> [What is being asked]: Filter the entries that follow, copying every line in which the word "NotFound" appears.

> [Provided records]:
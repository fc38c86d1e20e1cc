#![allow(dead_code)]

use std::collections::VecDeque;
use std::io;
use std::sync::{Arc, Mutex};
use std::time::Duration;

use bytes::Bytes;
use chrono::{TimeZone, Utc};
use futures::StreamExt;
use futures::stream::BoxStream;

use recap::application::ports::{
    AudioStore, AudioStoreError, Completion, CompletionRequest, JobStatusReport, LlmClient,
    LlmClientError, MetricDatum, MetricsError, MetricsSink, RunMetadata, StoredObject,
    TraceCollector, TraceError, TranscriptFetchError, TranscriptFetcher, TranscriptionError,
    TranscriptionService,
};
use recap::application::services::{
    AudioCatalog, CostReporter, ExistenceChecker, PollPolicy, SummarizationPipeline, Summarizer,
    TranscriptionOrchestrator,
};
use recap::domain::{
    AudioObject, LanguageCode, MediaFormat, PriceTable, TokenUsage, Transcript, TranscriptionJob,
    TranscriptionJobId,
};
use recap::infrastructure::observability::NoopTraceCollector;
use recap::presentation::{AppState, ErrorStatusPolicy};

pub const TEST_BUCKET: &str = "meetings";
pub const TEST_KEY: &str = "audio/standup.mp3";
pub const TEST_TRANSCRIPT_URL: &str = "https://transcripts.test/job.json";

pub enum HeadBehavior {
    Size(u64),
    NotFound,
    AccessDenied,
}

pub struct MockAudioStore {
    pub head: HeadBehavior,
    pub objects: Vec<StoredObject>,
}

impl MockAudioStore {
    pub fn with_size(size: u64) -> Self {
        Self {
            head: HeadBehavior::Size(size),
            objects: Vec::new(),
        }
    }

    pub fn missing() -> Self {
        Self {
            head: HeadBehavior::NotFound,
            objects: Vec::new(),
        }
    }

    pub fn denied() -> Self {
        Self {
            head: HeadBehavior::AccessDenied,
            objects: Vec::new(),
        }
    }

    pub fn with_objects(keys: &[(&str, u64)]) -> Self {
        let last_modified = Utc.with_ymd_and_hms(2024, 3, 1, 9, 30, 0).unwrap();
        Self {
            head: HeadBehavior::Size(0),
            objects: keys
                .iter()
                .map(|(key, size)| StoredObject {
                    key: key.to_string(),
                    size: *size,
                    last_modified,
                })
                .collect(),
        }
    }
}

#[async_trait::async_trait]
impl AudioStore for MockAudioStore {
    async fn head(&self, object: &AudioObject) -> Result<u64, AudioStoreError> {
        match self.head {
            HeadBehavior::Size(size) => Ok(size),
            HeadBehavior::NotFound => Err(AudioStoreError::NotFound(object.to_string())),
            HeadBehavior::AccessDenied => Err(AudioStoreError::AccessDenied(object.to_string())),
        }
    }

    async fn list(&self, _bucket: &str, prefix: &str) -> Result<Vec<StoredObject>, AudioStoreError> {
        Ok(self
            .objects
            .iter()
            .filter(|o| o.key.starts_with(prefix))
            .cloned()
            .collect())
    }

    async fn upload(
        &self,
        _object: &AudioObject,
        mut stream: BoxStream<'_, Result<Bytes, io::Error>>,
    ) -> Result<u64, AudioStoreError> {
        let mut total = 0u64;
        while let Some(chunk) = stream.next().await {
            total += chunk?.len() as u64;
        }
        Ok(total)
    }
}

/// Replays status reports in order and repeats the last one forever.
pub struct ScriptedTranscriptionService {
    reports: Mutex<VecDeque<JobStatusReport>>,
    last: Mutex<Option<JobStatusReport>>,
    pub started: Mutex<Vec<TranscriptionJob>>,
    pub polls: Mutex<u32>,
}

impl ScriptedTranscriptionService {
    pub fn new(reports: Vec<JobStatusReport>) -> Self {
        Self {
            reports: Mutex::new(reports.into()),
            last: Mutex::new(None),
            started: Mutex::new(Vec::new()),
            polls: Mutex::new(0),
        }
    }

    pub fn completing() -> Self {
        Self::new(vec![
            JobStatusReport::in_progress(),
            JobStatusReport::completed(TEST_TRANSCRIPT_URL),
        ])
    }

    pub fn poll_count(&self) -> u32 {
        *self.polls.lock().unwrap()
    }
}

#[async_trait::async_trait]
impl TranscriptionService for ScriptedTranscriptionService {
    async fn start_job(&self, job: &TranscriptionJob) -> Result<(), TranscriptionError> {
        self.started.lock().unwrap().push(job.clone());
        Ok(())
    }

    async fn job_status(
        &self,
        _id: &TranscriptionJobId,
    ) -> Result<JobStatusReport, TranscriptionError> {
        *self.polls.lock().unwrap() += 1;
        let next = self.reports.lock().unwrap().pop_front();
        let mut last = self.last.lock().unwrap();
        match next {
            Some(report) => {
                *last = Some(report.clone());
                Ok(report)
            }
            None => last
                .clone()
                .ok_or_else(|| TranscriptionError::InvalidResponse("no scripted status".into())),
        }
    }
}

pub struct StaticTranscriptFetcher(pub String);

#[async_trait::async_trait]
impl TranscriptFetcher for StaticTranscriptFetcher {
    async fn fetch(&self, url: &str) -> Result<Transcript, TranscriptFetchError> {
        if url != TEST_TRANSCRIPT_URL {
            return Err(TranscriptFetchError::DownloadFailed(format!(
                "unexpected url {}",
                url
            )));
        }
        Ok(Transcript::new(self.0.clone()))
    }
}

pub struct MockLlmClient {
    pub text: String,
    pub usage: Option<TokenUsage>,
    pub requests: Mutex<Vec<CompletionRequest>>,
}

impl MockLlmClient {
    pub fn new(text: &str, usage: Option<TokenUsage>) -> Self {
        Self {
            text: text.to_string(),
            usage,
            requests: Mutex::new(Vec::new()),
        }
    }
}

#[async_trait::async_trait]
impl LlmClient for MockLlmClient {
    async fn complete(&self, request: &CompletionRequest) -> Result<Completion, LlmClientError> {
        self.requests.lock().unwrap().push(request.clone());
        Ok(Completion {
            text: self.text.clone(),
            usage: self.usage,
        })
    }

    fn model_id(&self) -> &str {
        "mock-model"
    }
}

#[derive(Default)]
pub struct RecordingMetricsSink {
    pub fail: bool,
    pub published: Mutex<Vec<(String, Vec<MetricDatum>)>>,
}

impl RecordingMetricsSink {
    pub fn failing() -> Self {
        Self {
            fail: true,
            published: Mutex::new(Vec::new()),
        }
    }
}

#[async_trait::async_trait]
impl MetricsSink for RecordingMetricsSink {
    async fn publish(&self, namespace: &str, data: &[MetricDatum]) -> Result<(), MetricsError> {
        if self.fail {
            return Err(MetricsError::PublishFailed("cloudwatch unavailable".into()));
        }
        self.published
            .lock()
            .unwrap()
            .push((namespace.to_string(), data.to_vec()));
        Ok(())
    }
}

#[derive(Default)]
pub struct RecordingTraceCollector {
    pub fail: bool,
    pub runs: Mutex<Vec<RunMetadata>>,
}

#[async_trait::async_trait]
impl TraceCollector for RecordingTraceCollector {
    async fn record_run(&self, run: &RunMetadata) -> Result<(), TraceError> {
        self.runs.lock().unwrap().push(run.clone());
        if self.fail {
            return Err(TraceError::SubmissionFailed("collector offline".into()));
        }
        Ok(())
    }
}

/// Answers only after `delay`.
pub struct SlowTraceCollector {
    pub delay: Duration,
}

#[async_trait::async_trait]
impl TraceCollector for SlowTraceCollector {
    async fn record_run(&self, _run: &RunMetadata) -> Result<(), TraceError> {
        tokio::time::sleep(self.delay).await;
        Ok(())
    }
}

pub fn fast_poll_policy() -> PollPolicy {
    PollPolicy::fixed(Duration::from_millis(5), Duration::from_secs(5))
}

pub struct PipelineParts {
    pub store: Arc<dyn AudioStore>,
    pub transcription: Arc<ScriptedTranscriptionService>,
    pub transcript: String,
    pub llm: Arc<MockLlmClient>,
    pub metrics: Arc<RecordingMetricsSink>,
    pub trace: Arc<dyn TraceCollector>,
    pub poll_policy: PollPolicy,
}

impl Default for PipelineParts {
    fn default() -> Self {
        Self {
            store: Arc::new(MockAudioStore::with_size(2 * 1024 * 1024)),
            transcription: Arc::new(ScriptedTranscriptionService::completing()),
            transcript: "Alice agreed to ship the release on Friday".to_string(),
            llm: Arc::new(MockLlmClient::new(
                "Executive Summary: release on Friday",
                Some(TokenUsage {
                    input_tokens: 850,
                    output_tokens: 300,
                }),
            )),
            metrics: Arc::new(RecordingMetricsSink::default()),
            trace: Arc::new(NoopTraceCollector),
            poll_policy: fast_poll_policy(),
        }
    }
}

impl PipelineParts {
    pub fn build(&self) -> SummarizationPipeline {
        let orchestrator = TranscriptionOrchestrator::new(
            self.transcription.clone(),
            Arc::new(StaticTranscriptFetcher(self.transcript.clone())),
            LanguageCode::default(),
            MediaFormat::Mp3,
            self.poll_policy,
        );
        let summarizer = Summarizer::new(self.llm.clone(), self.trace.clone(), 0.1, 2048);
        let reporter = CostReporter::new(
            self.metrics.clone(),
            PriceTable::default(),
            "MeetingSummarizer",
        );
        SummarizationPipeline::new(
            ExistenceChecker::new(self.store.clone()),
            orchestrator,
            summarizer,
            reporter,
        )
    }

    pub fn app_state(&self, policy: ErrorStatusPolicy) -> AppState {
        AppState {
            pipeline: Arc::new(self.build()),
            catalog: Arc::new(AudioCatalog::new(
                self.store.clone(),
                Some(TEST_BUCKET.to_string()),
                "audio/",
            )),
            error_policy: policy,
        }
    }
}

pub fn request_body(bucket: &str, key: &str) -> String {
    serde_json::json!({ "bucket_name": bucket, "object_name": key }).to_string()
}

> [Written response]:
    NotFound,
            head: HeadBehavior::NotFound,
            HeadBehavior::NotFound => Err(AudioStoreError::NotFound(object.to_string())),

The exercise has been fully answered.